In a project creating a Ladino dictionary in which I have a few thousands of YAML files. They used to include lists of values, but a while ago I split them up into individual entries. I did this because the people who are editing them are not used to YAML files and it makes it a lot easier to explain them what to do.

However the previous change left me with 1-item lists in each file. I wanted to clean that up.

Example files

Here are a few examples files that were also reduced in size for this demo.

examples/remove-columns/a.yaml

- ladino: kaza
examples/remove-columns/b.yaml
- ladino: komer
  inglez: to eat
examples/remove-columns/c.yaml
- ladino: biervo
  inglez: word
# some comment

As you can see each one has an entry for a Ladino expression. Some of the files have translations to English. Other files in the real data-set had further translations to Hebrew, Turkish, French, Portuguese, and Spanish.

Some files had comments.

That dash at the first row and the indentation is the left-over from the time when more than one of these were in each file.

So I wanted to get rid of the first two columns in every line, except when they start with a hash-mark (#).

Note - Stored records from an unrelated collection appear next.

//! Coarse geographic zone classification.

use serde::{Deserialize, Serialize};

use crate::plan::MetroArea;
use crate::record::GeoPoint;

#[derive(Debug, Clone, Copy, PartialEq, Eq, Hash, PartialOrd, Ord, Serialize, Deserialize)]
#[serde(rename_all = "kebab-case")]
pub enum Zone {
    UrbanCore,
    UrbanPeriphery,
    Provincial,
}

impl Zone {
    #[must_use]
    pub fn as_str(self) -> &'static str {
        match self {
            Zone::UrbanCore => "urban-core",
            Zone::UrbanPeriphery => "urban-periphery",
            Zone::Provincial => "provincial",
        }
    }
}

impl std::fmt::Display for Zone {
    fn fmt(&self, f: &mut std::fmt::Formatter<'_>) -> std::fmt::Result {
        f.write_str(self.as_str())
    }
}

/// Classify a store location into a [`Zone`].
///
/// When `region_label` names one of the configured metro areas, the location
/// is tested against that area's capital-city box: inside is
/// [`Zone::UrbanCore`], anywhere else (including an unknown location) is
/// [`Zone::UrbanPeriphery`]. Every other region is [`Zone::Provincial`].
/// The first matching metro area wins.
#[must_use]
pub fn classify_zone(location: Option<GeoPoint>, region_label: &str, metros: &[MetroArea]) -> Zone {
    let Some(metro) = metros.iter().find(|m| m.matches_region(region_label)) else {
        return Zone::Provincial;
    };

    match location {
        Some(point) if metro.bbox.contains(point) => Zone::UrbanCore,
        _ => Zone::UrbanPeriphery,
    }
}

#[cfg(test)]
mod tests {
    use super::*;
    use crate::plan::BoundingBox;

    fn paris() -> Vec<MetroArea> {
        vec![MetroArea {
            name: "Paris".to_string(),
            region_keywords: vec!["ile-de-france".to_string()],
            bbox: BoundingBox {
                lat_min: 48.815,
                lat_max: 48.902,
                lng_min: 2.225,
                lng_max: 2.420,
            },
        }]
    }

    #[test]
    fn inside_capital_box_is_core() {
        let zone = classify_zone(GeoPoint::new(48.8566, 2.3522), "Ile-de-France", &paris());
        assert_eq!(zone, Zone::UrbanCore);
    }

    #[test]
    fn in_region_outside_box_is_periphery() {
        // Creteil
        let zone = classify_zone(GeoPoint::new(48.7835, 2.4598), "Ile-de-France", &paris());
        assert_eq!(zone, Zone::UrbanPeriphery);
    }

    #[test]
    fn box_edges_are_inclusive() {
        let zone = classify_zone(GeoPoint::new(48.815, 2.225), "ile-de-france", &paris());
        assert_eq!(zone, Zone::UrbanCore);
    }

    #[test]
    fn unknown_location_in_metro_region_is_periphery() {
        assert_eq!(
            classify_zone(None, "Ile-de-France", &paris()),
            Zone::UrbanPeriphery
        );
    }

    #[test]
    fn other_regions_are_provincial_even_inside_the_box() {
        let zone = classify_zone(GeoPoint::new(48.8566, 2.3522), "Bretagne", &paris());
        assert_eq!(zone, Zone::Provincial);
    }

    #[test]
    fn no_metros_configured_means_everything_is_provincial() {
        assert_eq!(
            classify_zone(GeoPoint::new(48.8566, 2.3522), "Ile-de-France", &[]),
            Zone::Provincial
        );
    }

    #[test]
    fn classification_is_total_over_a_coordinate_sweep() {
        let metros = paris();
        let mut lat = -90.0;
        while lat <= 90.0 {
            let mut lng = -180.0;
            while lng <= 180.0 {
                for region in ["Ile-de-France", "Occitanie", ""] {
                    let zone = classify_zone(GeoPoint::new(lat, lng), region, &metros);
                    assert!(!zone.as_str().is_empty());
                }
                lng += 7.5;
            }
            lat += 7.5;
        }
    }

    #[test]
    fn serializes_as_kebab_label() {
        let json = serde_json::to_string(&Zone::UrbanPeriphery).unwrap();
        assert_eq!(json, "\"urban-periphery\"");
    }
}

Here is the Perl one-liner to do so.

perl -p -i -e 's/^[^#].//' *.yaml

  • The '*.yaml' at the end is a shell expression that will list all the YAML files in the current directory as the parameters of this command.
  • The -p tells perl to read the content of each file line-by-line and print it.
  • The -i tells perl to replace the original files with the content that was printed.
  • The -e tells perl that the following string is a perl program and not the name of the file where the perl program is
  • The perl program 's/^[^#].//' will be execute on every line read from the files.
  • The 's///' is regex substitution. It works on the current line and changes the current line. So the lines that are saved back to the files are the modified lines.
  • Between the 1st and 2nd slash is the regex.
  • The first ^ means the match must start at the beginning of the line.
  • The [^#] means that there must be a character that is not #. This will match any character on the first place of the file except #.
  • The . means match any character.
  • The string that is between the 2nd and 3rd slash is the replacement. It is an empty string so if there is a match it will be replaced by the empty string.

That's the whole thing.

Improvement

Now that I am explaining it, it occurred to me that this would be a safer solution:

perl -p -i -e 's/^[- ] //' *.yaml

Here the regex is s/^[- ] // which means the first character must be either a dash or a space and the second character must be a space and those two are replaced. So if there is anything else as the first two characters the line will not be changed. This is safer as it is more specific as what we would like to match for replacement.

Results

For this article I saved the resulting files in a separate place:

examples/remove-columns-after/a.yaml

ladino: kaza
examples/remove-columns-after/b.yaml
ladino: komer
inglez: to eat
examples/remove-columns-after/c.yaml
ladino: biervo
inglez: word
# some comment